The result is these hospitals become more and more inefficient and useless while the few hospitals that can handle all of the demands become swamped.

It's impossible to properly manage everything for everyone through a bureaucracy. Capitalism wins out because each individual hospital / store /whatever can evaluate their own needs and the needs of their customers and get the job done.

The government cannot write policy for every Hospital in Turkey.
Jan 14th, 2008 01:55 PM
Zbu Manowar
Quote:
Originally Posted by AlliSabbah View Post
I like seeing someone take a worst case scenario and present it as the norm.

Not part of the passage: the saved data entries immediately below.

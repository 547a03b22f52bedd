use iced::widget::{canvas, container, image, stack, text};
use iced::{ContentFit, Element, Length, Subscription, Task, Theme};

use facemark_core::overlay::projector::{project, OverlayConfig, OverlayTree};
use facemark_core::pipeline::bootstrap::{BootstrapEvent, BootstrapStage};
use facemark_core::shared::frame::Frame;
use facemark_core::shared::platform::PlatformFamily;

use crate::settings::Settings;
use crate::widgets::overlay_canvas::OverlayCanvas;
use crate::workers::camera_worker::{self, CameraSession};

#[derive(Debug, Clone)]
pub enum Message {
    /// Window refresh; polls the frame loop's slots.
    Frame,
}

#[derive(Debug, Clone, PartialEq)]
pub enum Status {
    Starting(BootstrapStage),
    Downloading(u64, u64),
    Ready,
    Failed(String),
}

pub struct App {
    settings: Settings,
    overlay_config: OverlayConfig,
    session: CameraSession,
    status: Status,
    camera: Option<image::Handle>,
    overlay: OverlayTree,
    seen_preview: u64,
    seen_result: u64,
}

impl App {
    pub fn new() -> (Self, Task<Message>) {
        let settings = Settings::load();
        let mut overlay_config = OverlayConfig::for_platform(PlatformFamily::current());
        if let Some(flip) = settings.mirror {
            overlay_config.flip_horizontal = flip;
        }
        let session = camera_worker::start(&settings);
        (
            Self {
                settings,
                overlay: OverlayTree::empty(&overlay_config),
                overlay_config,
                session,
                status: Status::Starting(BootstrapStage::RequestingPermission),
                camera: None,
                seen_preview: 0,
                seen_result: 0,
            },
            Task::none(),
        )
    }

    pub fn update(&mut self, message: Message) -> Task<Message> {
        match message {
            Message::Frame => {
                self.drain_events();
                self.check_loop();
                self.refresh_camera();
                self.refresh_overlay();
            }
        }
        Task::none()
    }

    fn drain_events(&mut self) {
        for event in self.session.events.try_iter() {
            self.status = match event {
                BootstrapEvent::Stage(stage) => Status::Starting(stage),
                BootstrapEvent::DownloadProgress(done, total) => Status::Downloading(done, total),
                BootstrapEvent::Ready => Status::Ready,
                BootstrapEvent::Failed(reason) => Status::Failed(reason),
            };
        }
    }

    fn check_loop(&mut self) {
        let finished = self
            .session
            .handle
            .as_ref()
            .is_some_and(|handle| handle.is_finished());
        if !finished {
            return;
        }
        if let Some(handle) = self.session.handle.take() {
            if let Err(e) = handle.join() {
                self.status = Status::Failed(e.to_string());
            }
        }
    }

    fn refresh_camera(&mut self) {
        if let Some((version, frame)) = self.session.outputs.previews.latest_since(self.seen_preview) {
            self.seen_preview = version;
            self.camera = Some(camera_handle(&frame, self.overlay_config.flip_horizontal));
        }
    }

    /// Re-project only when the loop published a new result.
    fn refresh_overlay(&mut self) {
        if let Some((version, result)) = self.session.outputs.results.latest_since(self.seen_result) {
            self.seen_result = version;
            self.overlay = project(Some(result.as_ref()), &self.overlay_config);
        }
    }

    pub fn view(&self) -> Element<'_, Message> {
        let loaded = self.status == Status::Ready;
        match (&self.camera, loaded) {
            (Some(handle), true) => {
                let camera = image(handle.clone())
                    .width(Length::Fill)
                    .height(Length::Fill)
                    .content_fit(ContentFit::Fill);
                let overlay = canvas(OverlayCanvas::new(&self.overlay))
                    .width(Length::Fill)
                    .height(Length::Fill);
                stack![camera, overlay].into()
            }
            _ => container(text(self.status_line()).size(14))
                .center(Length::Fill)
                .into(),
        }
    }

    fn status_line(&self) -> String {
        match &self.status {
            Status::Starting(stage) => format!("{stage}\u{2026}"),
            Status::Downloading(done, total) if *total > 0 => {
                format!("Downloading face detection model\u{2026} {}%", done * 100 / total)
            }
            Status::Downloading(done, _) => {
                format!("Downloading face detection model\u{2026} {done} bytes")
            }
            Status::Ready => format!("Opening camera {}\u{2026}", self.settings.device_index),
            Status::Failed(reason) => format!("Camera unavailable: {reason}"),
        }
    }

    pub fn theme(&self) -> Theme {
        Theme::Dark
    }

    pub fn subscription(&self) -> Subscription<Message> {
        iced::window::frames().map(|_| Message::Frame)
    }
}

/// Camera frame as an image handle, mirrored to match a flipped overlay.
fn camera_handle(frame: &Frame, mirror: bool) -> image::Handle {
    let mut rgba = frame.to_rgba();
    if mirror {
        mirror_rows(&mut rgba, frame.width() as usize);
    }
    image::Handle::from_rgba(frame.width(), frame.height(), rgba)
}

fn mirror_rows(rgba: &mut [u8], width: usize) {
    let stride = width * 4;
    if stride == 0 {
        return;
    }
    for row in rgba.chunks_exact_mut(stride) {
        for x in 0..width / 2 {
            let (a, b) = (x * 4, (width - 1 - x) * 4);
            for c in 0..4 {
                row.swap(a + c, b + c);
            }
        }
    }
}

#[cfg(test)]
mod tests {
    use super::*;

    #[test]
    fn test_mirror_rows_reverses_each_row() {
        let mut rgba = vec![
            1, 1, 1, 255, 2, 2, 2, 255, 3, 3, 3, 255, //
            4, 4, 4, 255, 5, 5, 5, 255, 6, 6, 6, 255,
        ];
        mirror_rows(&mut rgba, 3);
        assert_eq!(
            rgba,
            vec![
                3, 3, 3, 255, 2, 2, 2, 255, 1, 1, 1, 255, //
                6, 6, 6, 255, 5, 5, 5, 255, 4, 4, 4, 255,
            ]
        );
    }

    #[test]
    fn test_no_result_draws_nothing() {
        let config = OverlayConfig::for_platform(PlatformFamily::Other);
        assert!(project(None, &config).is_empty());
    }
}
use crate::detection::domain::observation::DetectionResult;
use crate::shared::frame_tensor::FrameTensor;

/// Domain interface for face detection.
///
/// Implementations may hold mutable inference state, hence `&mut self`.
/// Coordinates in the result are expressed in the tensor's pixel space.
pub trait FaceDetector: Send {
    fn estimate_faces(
        &mut self,
        tensor: &FrameTensor,
    ) -> Result<DetectionResult, Box<dyn std::error::Error>>;
}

I stubbed my toe when I got up to get a Cola. Therefore I have decided that from now on my wife should get me anything I want and I should never have to get up from the computer. Its obvious I cannot ever walk safely.
No kidding.

It must be a sad, sad person who lives their live under constant fear of a deity or a governmental party they voted in. I wonder if they actually take time out of their concern trolling day to actually ponder their existence before drowning it all in cheap Miller beer.
Jan 8th, 2008 08:08 PM
AlliSabbah I like seeing someone take a worst case scenario and present it as the norm.

I stubbed my toe when I got up to get a Cola. Therefore I have decided that from now on my wife should get me anything I want and I should never have to get up from the computer. Its obvious I cannot ever walk safely.
Jan 8th, 2008 07:41 PM
Sleazeappeal If the occasional failure of a social program is enough to discredit it as legitimate, then what gives us the right to try to establish democracy in the Middle-East? Has not democracy resulted in civil wars and economic depression in our nation?

No plan is foolproof. That's why you stave off fools for as long as you can before they overtake things. Then you change the plan and stave them off for as long as you can.

Flux ad infinitum.
Jan 8th, 2008 06:31 PM
Kulturkampf
Turkey: More Reasons To Be Against Socialized Health Care

And the many ways which we can condemn socialized health care become even more apparent as we look at the lack of success that they are having in Turkey:
Turkey’s public health system is blocked by the government’s recent health communiqué asking state to meet all in-hospital medical expenses for inpatients. Hospitals halted surgical operations for their medical supply were cut after firms gave up taking part in biddings, due to university debts that stem from state non-payments.
A recent government health communiqué asking state hospitals to meet all the medical expenses of inpatients has pushed into a big crisis. Some faculties of medicine, also serving as public hospitals, have started to refuse patient applications because, despite the two and a half-month extension granted for implementing this change, have failed to obtain necessary financial resources.
In particular orthopedic and neurosurgery departments, despite their critical importance, have halted operations for they require prosthesis devices. Patients refused at university hospitals doors have begun to look for other hospitals. Moreover, refused patients who need operations requiring specialization have had to apply to A-type private hospitals that are quite expensive. As a result, those who have the necessary financial resources may be able to receive the medical treatment they need but those with no financial resources are desperately waiting for a solution to the crisis victimizing them.
Turkish Daily News
In short: due to the inherent foolishness of appointing a government bureaucracy to manage the needs of hospitals, they have caused the prices to soar and patients to be turned away from getting operations that they need. They have made a government system so bad that medical procedures which could be performed before cannot be done anymore at a good cost to the consumer.
I'd like to quote a good friend of mine, Adam Torson, and note that a liberal is somebody who sees the disaster of Hurricane Katrina, the war on drugs, the bureaucratic pork barreling corrupt spending and Operation Iraqi Freedom and would like these people to manage our health care system.
When government puts its nose where it should not be there will usually be a close impending crisis in that section of the market.